OCTOBER 22, 2012 VOLUME 19 NUMBER 39
We are frequently asked how much it will cost to get a guardian and/or conservator appointed for a parent or other relative. It is hard to answer with precision, but it is a fair question. Let us see if we can give you some guidance.
First, a few important assumptions. We need to be clear about this: we can’t tell you very much about what it will cost in Ohio, or California, or … you get the point. In fact, we can’t tell you with too much precision how much it will cost in Phoenix, Arizona. We practice in Tucson, and we frequently file proceedings in most of the other counties in Arizona. We do not do much in Maricopa County (Phoenix), partly because the costs and procedures are so difficult to predict there, and partly because there are plenty of lawyers who know how to do this kind of work in the big city.
Second important assumption: this is 2012. Like all our newsletters, this information will remain available on our website indefinitely. We don’t know how things might change next year, much less in a decade.
Third important assumption: that there is no wild peculiarity. If you file a guardianship petition as to your mother and she responds by filing a federal court action alleging that you are part of a conspiracy to violate her civil rights, the cost is going to go higher. Things like that don’t happen very often, but we can’t tell you that everyone will agree, that the evidence will be clear, or that the process will be smooth. So we are assuming here that there are not significant bumps in the road toward guardianship or conservatorship.
And our last assumption: we are only talking about the cost of getting you (or someone) appointed as guardian and/or conservator. You may need legal assistance after the appointment, as well (in fact, you probably will). That will depend on the complexity of your family member’s guardianship and conservatorship — and that can increase for a variety of reasons.
Enough disclaimers. How much will it cost to get a guardianship and conservatorship established?

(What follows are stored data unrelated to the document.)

//! Error types for the txtract-core library.

use rust_decimal::Decimal;
use thiserror::Error;

use crate::models::record::{FieldKind, TransactionRecord};

/// Main error type for the txtract library.
#[derive(Error, Debug)]
pub enum TxtractError {
    /// Transaction extraction error.
    #[error("extraction error: {0}")]
    Extraction(#[from] ExtractionError),

    /// JSON (de)serialization error.
    #[error("JSON error: {0}")]
    Json(#[from] serde_json::Error),

    /// I/O error.
    #[error("I/O error: {0}")]
    Io(#[from] std::io::Error),

    /// Configuration error.
    #[error("configuration error: {0}")]
    Config(String),
}

/// What a `MissingField` diagnostic refers to.
#[derive(Debug, Clone, Copy, PartialEq, Eq)]
pub enum Missing {
    /// The input was empty; nothing was extracted at all.
    All,
    /// A single mandatory field.
    Field(FieldKind),
}

impl std::fmt::Display for Missing {
    fn fmt(&self, f: &mut std::fmt::Formatter<'_>) -> std::fmt::Result {
        match self {
            Missing::All => f.write_str("all fields"),
            Missing::Field(kind) => write!(f, "{}", kind),
        }
    }
}

/// Errors produced while extracting a single transaction record.
///
/// Every variant is a returned value; the engine never panics on bad input.
#[derive(Error, Debug, Clone, PartialEq)]
pub enum ExtractionError {
    /// A mandatory field is missing (or the whole input is empty).
    #[error("missing required field: {0}")]
    MissingField(Missing),

    /// Several candidates were found for a field and none takes precedence.
    #[error("ambiguous {field}: {} candidates ({})", .candidates.len(), .candidates.join(", "))]
    AmbiguousField {
        field: FieldKind,
        candidates: Vec<String>,
    },

    /// The date span did not match any accepted format.
    #[error("unparseable date: {0:?}")]
    UnparseableDate(String),

    /// The amount or balance span is not a valid numeric literal.
    #[error("unparseable amount: {0:?}")]
    UnparseableAmount(String),

    /// `prior_balance + amount` does not reproduce the stated balance.
    ///
    /// Advisory: the record itself parsed cleanly and is attached so the
    /// caller can accept it with a warning.
    #[error("balance mismatch: expected {expected}, statement says {actual} (delta {delta})")]
    BalanceMismatch {
        expected: Decimal,
        actual: Decimal,
        delta: Decimal,
        record: Box<TransactionRecord>,
    },

    /// The assembled record scored below the acceptance threshold.
    #[error("low confidence: {score:.2} is below threshold {threshold:.2}")]
    LowConfidence { score: f64, threshold: f64 },
}

impl ExtractionError {
    /// Stable tag used on the wire (`errorKind`).
    pub fn kind(&self) -> &'static str {
        match self {
            ExtractionError::MissingField(_) => "missingField",
            ExtractionError::AmbiguousField { .. } => "ambiguousField",
            ExtractionError::UnparseableDate(_) => "unparseableDate",
            ExtractionError::UnparseableAmount(_) => "unparseableAmount",
            ExtractionError::BalanceMismatch { .. } => "balanceMismatch",
            ExtractionError::LowConfidence { .. } => "lowConfidence",
        }
    }

    /// Whether a caller may reasonably accept the attached record anyway.
    pub fn is_advisory(&self) -> bool {
        matches!(self, ExtractionError::BalanceMismatch { .. })
    }

    /// The parsed record carried by advisory diagnostics.
    pub fn record(&self) -> Option<&TransactionRecord> {
        match self {
            ExtractionError::BalanceMismatch { record, .. } => Some(record),
            _ => None,
        }
    }
}

/// Result type for the txtract library.
pub type Result<T> = std::result::Result<T, TxtractError>;

#[cfg(test)]
mod tests {
    use super::*;

    #[test]
    fn test_error_kinds() {
        assert_eq!(
            ExtractionError::MissingField(Missing::Field(FieldKind::Amount)).kind(),
            "missingField"
        );
        assert_eq!(
            ExtractionError::UnparseableAmount("abc".into()).kind(),
            "unparseableAmount"
        );
        assert_eq!(
            ExtractionError::LowConfidence { score: 0.4, threshold: 0.5 }.kind(),
            "lowConfidence"
        );
    }

    #[test]
    fn test_error_display() {
        let err = ExtractionError::MissingField(Missing::Field(FieldKind::Amount));
        assert_eq!(err.to_string(), "missing required field: amount");

        let err = ExtractionError::MissingField(Missing::All);
        assert_eq!(err.to_string(), "missing required field: all fields");

        let err = ExtractionError::AmbiguousField {
            field: FieldKind::Date,
            candidates: vec!["01/02/2025".into(), "03/02/2025".into()],
        };
        assert_eq!(
            err.to_string(),
            "ambiguous date: 2 candidates (01/02/2025, 03/02/2025)"
        );
    }

    #[test]
    fn test_only_balance_mismatch_is_advisory() {
        assert!(!ExtractionError::UnparseableDate("x".into()).is_advisory());
        assert!(ExtractionError::UnparseableDate("x".into()).record().is_none());
    }
}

The costs and fees are broken into several pieces. The breakdown is important, because some will be paid out of your family member’s estate, some can be waived if there is little or no money, and some will be your responsibility even if there are no assets or income from they can be paid. Here is a quick rundown:
- Court filing fees, certified copies and service of process (the petition and notice have to be handed to your family member by an authorized process server). Assume about $300-40o here. Most of that is the filing fee itself, which has to be paid before things get underway. It can be waived, but based on your inability to pay (in addition to your family member’s lack of resources or income).

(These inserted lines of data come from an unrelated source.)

//! Transaction record data model.

use chrono::NaiveDate;
use rust_decimal::Decimal;
use serde::{Deserialize, Serialize};

/// Semantic kind of a located field.
#[derive(Debug, Clone, Copy, PartialEq, Eq, Hash, PartialOrd, Ord, Serialize, Deserialize)]
#[serde(rename_all = "snake_case")]
pub enum FieldKind {
    Date,
    Description,
    Amount,
    Balance,
}

impl FieldKind {
    /// Mandatory kinds, in the order they are checked.
    pub const MANDATORY: [FieldKind; 3] = [FieldKind::Date, FieldKind::Description, FieldKind::Amount];

    pub fn as_str(&self) -> &'static str {
        match self {
            FieldKind::Date => "date",
            FieldKind::Description => "description",
            FieldKind::Amount => "amount",
            FieldKind::Balance => "balance",
        }
    }
}

impl std::fmt::Display for FieldKind {
    fn fmt(&self, f: &mut std::fmt::Formatter<'_>) -> std::fmt::Result {
        f.write_str(self.as_str())
    }
}

/// Direction implied by the text around a value (a `Debit:` label, a `Cr` suffix).
#[derive(Debug, Clone, Copy, PartialEq, Eq, Serialize, Deserialize)]
#[serde(rename_all = "snake_case")]
pub enum Direction {
    Debit,
    Credit,
}

/// How a span was located.
#[derive(Debug, Clone, Copy, PartialEq, Eq)]
pub enum SpanOrigin {
    /// From a `Label: value` line; `direction` is set for debit/credit labels.
    Labeled { direction: Option<Direction> },
    /// Inferred from the shape of unlabeled text.
    Inferred,
}

/// A located substring of the source text tagged with its field kind.
#[derive(Debug, Clone, Copy, PartialEq, Eq)]
pub struct FieldSpan {
    pub kind: FieldKind,
    /// Byte offset of the first character.
    pub start: usize,
    /// Byte offset one past the last character.
    pub end: usize,
    pub origin: SpanOrigin,
}

impl FieldSpan {
    pub fn new(kind: FieldKind, start: usize, end: usize, origin: SpanOrigin) -> Self {
        Self { kind, start, end, origin }
    }

    /// The spanned text.
    pub fn text<'a>(&self, source: &'a str) -> &'a str {
        &source[self.start..self.end]
    }

    pub fn overlaps(&self, other: &FieldSpan) -> bool {
        self.start < other.end && other.start < self.end
    }

    pub fn is_labeled(&self) -> bool {
        matches!(self.origin, SpanOrigin::Labeled { .. })
    }
}

/// Date layout a [`ParsedDate`] was read from.
#[derive(Debug, Clone, Copy, PartialEq, Eq, Serialize, Deserialize)]
#[serde(rename_all = "snake_case")]
pub enum DateFormat {
    /// `11 Dec 2025`
    DayMonthName,
    /// `2025-12-11`
    Iso,
    /// `11/12/2025`
    DayMonthYear,
    /// `12/11/2025`
    MonthDayYear,
}

/// A calendar date together with how it was read.
#[derive(Debug, Clone, Copy, PartialEq, Eq, Serialize, Deserialize)]
pub struct ParsedDate {
    pub date: NaiveDate,
    pub format: DateFormat,
    /// Day and month could both have been either component.
    pub ambiguous: bool,
}

/// Provenance of an amount's sign.
#[derive(Debug, Clone, Copy, PartialEq, Eq, Serialize, Deserialize)]
#[serde(rename_all = "snake_case")]
pub enum SignSource {
    /// A literal `-` or `+`.
    Explicit,
    /// A `Dr`/`Cr`/`debit`/`credit` marker or a debit/credit label.
    Marker,
    /// Accounting parentheses, `(420.00)`.
    Parenthesized,
    /// No marker at all; assumed positive.
    Inferred,
}

impl SignSource {
    pub fn is_explicit(&self) -> bool {
        !matches!(self, SignSource::Inferred)
    }
}

/// A signed decimal value plus how its sign was determined.
#[derive(Debug, Clone, Copy, PartialEq, Eq, Serialize, Deserialize)]
pub struct ParsedAmount {
    pub value: Decimal,
    pub sign: SignSource,
}

impl ParsedAmount {
    pub fn new(value: Decimal, sign: SignSource) -> Self {
        Self { value, sign }
    }
}

/// Fixed confidence deductions applied by the assembler.
#[derive(Debug, Clone, Copy, PartialEq, Eq, Serialize, Deserialize)]
#[serde(rename_all = "snake_case")]
pub enum Penalty {
    InferredSign,
    MissingBalance,
    AmbiguousDate,
}

impl Penalty {
    /// Deduction in hundredths of a confidence point.
    pub fn hundredths(&self) -> u32 {
        match self {
            Penalty::InferredSign => 30,
            Penalty::MissingBalance => 10,
            Penalty::AmbiguousDate => 15,
        }
    }

    pub fn value(&self) -> f64 {
        f64::from(self.hundredths()) / 100.0
    }
}

/// A validated, normalized transaction.
#[derive(Debug, Clone, PartialEq, Serialize, Deserialize)]
pub struct TransactionRecord {
    pub date: ParsedDate,
    /// Trimmed, whitespace-collapsed narrative. Never empty.
    pub description: String,
    /// Signed amount. Never zero.
    pub amount: ParsedAmount,
    #[serde(skip_serializing_if = "Option::is_none")]
    pub balance_after: Option<Decimal>,
    /// Score in `[0, 1]`.
    pub confidence: f64,
    #[serde(default, skip_serializing_if = "Vec::is_empty")]
    pub penalties: Vec<Penalty>,
}

impl TransactionRecord {
    /// Render in the canonical labeled form accepted by the extractor.
    ///
    /// Dates are ISO and amounts carry an explicit sign, so re-extracting the
    /// output never scores lower than the record itself.
    pub fn to_labeled_text(&self) -> String {
        let mut out = String::new();
        out.push_str(&format!("Date: {}\n", self.date.date.format("%Y-%m-%d")));
        out.push_str(&format!("Description: {}\n", self.description));
        out.push_str(&format!("Amount: {}\n", format_signed(self.amount.value)));
        if let Some(balance) = self.balance_after {
            out.push_str(&format!("Balance after transaction: {}\n", format_plain(balance)));
        }
        out
    }
}

/// Format with at least two decimal places and no sign for positive values.
pub fn format_plain(value: Decimal) -> String {
    let mut value = value.normalize();
    if value.scale() < 2 {
        value.rescale(2);
    }
    value.to_string()
}

/// Format with at least two decimal places and an explicit leading sign.
pub fn format_signed(value: Decimal) -> String {
    let plain = format_plain(value);
    if value.is_sign_negative() && !value.is_zero() {
        plain
    } else {
        format!("+{}", plain)
    }
}

#[cfg(test)]
mod tests {
    use super::*;
    use std::str::FromStr;

    fn dec(s: &str) -> Decimal {
        Decimal::from_str(s).unwrap()
    }

    fn sample() -> TransactionRecord {
        TransactionRecord {
            date: ParsedDate {
                date: NaiveDate::from_ymd_opt(2025, 12, 11).unwrap(),
                format: DateFormat::DayMonthName,
                ambiguous: false,
            },
            description: "STARBUCKS COFFEE MUMBAI".to_string(),
            amount: ParsedAmount::new(dec("-420.00"), SignSource::Explicit),
            balance_after: Some(dec("18420.5")),
            confidence: 1.0,
            penalties: Vec::new(),
        }
    }

    #[test]
    fn test_format_signed() {
        assert_eq!(format_signed(dec("-420.00")), "-420.00");
        assert_eq!(format_signed(dec("420")), "+420.00");
        assert_eq!(format_signed(dec("0.125")), "+0.125");
        assert_eq!(format_plain(dec("18420.5")), "18420.50");
        assert_eq!(format_plain(dec("-3.10")), "-3.10");
    }

    #[test]
    fn test_labeled_text() {
        assert_eq!(
            sample().to_labeled_text(),
            "Date: 2025-12-11\n\
             Description: STARBUCKS COFFEE MUMBAI\n\
             Amount: -420.00\n\
             Balance after transaction: 18420.50\n"
        );
    }

    #[test]
    fn test_span_overlap() {
        let a = FieldSpan::new(FieldKind::Date, 0, 10, SpanOrigin::Inferred);
        let b = FieldSpan::new(FieldKind::Amount, 10, 15, SpanOrigin::Inferred);
        let c = FieldSpan::new(FieldKind::Amount, 9, 12, SpanOrigin::Inferred);
        assert!(!a.overlaps(&b));
        assert!(a.overlaps(&c));
        assert!(b.overlaps(&c));
    }

    #[test]
    fn test_penalty_values() {
        assert_eq!(Penalty::InferredSign.value(), 0.3);
        assert_eq!(Penalty::MissingBalance.value(), 0.1);
        assert_eq!(Penalty::AmbiguousDate.value(), 0.15);
    }
}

- Your lawyer’s fees. If you hire a firm like us to represent you, your legal fees are likely to be $1500-2000 for an uncontested guardianship/conservatorship. This fee will be your responsibility regardless of how the proceeding turns out. It can be reimbursed from your family member’s resources if you are successful, but most lawyers will expect to be paid up front, or soon after proceedings are initiated, and not wait until you have been appointed and can get access to funds.
- The court-appointed lawyer’s fees. Unless your family member already has a lawyer (and you can’t select one for him or her — it would have to be someone they already had a relationship with or they hired after the proceeding began) the court will appoint an attorney to represent them. The lawyers who accept these appointments come from a rotating list, and they mostly charge their regular hourly rates. Some do more extensive investigations and pursue different lines of inquiry. The bottom line: don’t be at all surprised if the court-appointed lawyer’s bill exceeds $1,000, but that’s a pretty good maximum figure for a rule-of-thumb approximation. This one can be paid by the court itself if your family member has no resources.
- The court-appointed investigator. Another list of court appointees yields someone who has a social work, medical or legal background, and who is appointed to report to the court about your family member’s circumstances. The cost for that investigation and report is frequently in the range of $500-1000. As with the court-appointed attorney, these charges can be collected from the court if there are no assets available.
- In addition to the investigator, the court reviews a report from a medical provider. That is usually your family member’s primary care physician, but there are others who can qualify. Still, that is likely to add another $100-200 to the cost. In the real world, you will have to pay this up front to get the doctor’s opinion letter, though sometimes it might be included in a general check-up under Medicare or private insurance.
- Bond premiums are due if you (or someone else) are appointed conservator (of the estate). The premium for this insurance policy can be paid from your family member’s assets, and if they have no assets then it is unlikely that they need a conservator in the first place. The cost of the bond varies by the size of the estate being managed. Surety bonds can be difficult to purchase at any price, and the availability of bonding companies is often limited.
Add all that up and you can see that the cost of getting a guardian and conservator appointed will probably exceed $3,000, and can quickly grow to more like $5,000. And remember: that only gets you to the starting point. Additional costs for lawyers, accountants and court proceedings will add more to that figure over the years after your appointment. You need to be able to clearly articulate what benefit you will get from the guardianship or conservatorship to incur that kind of expense.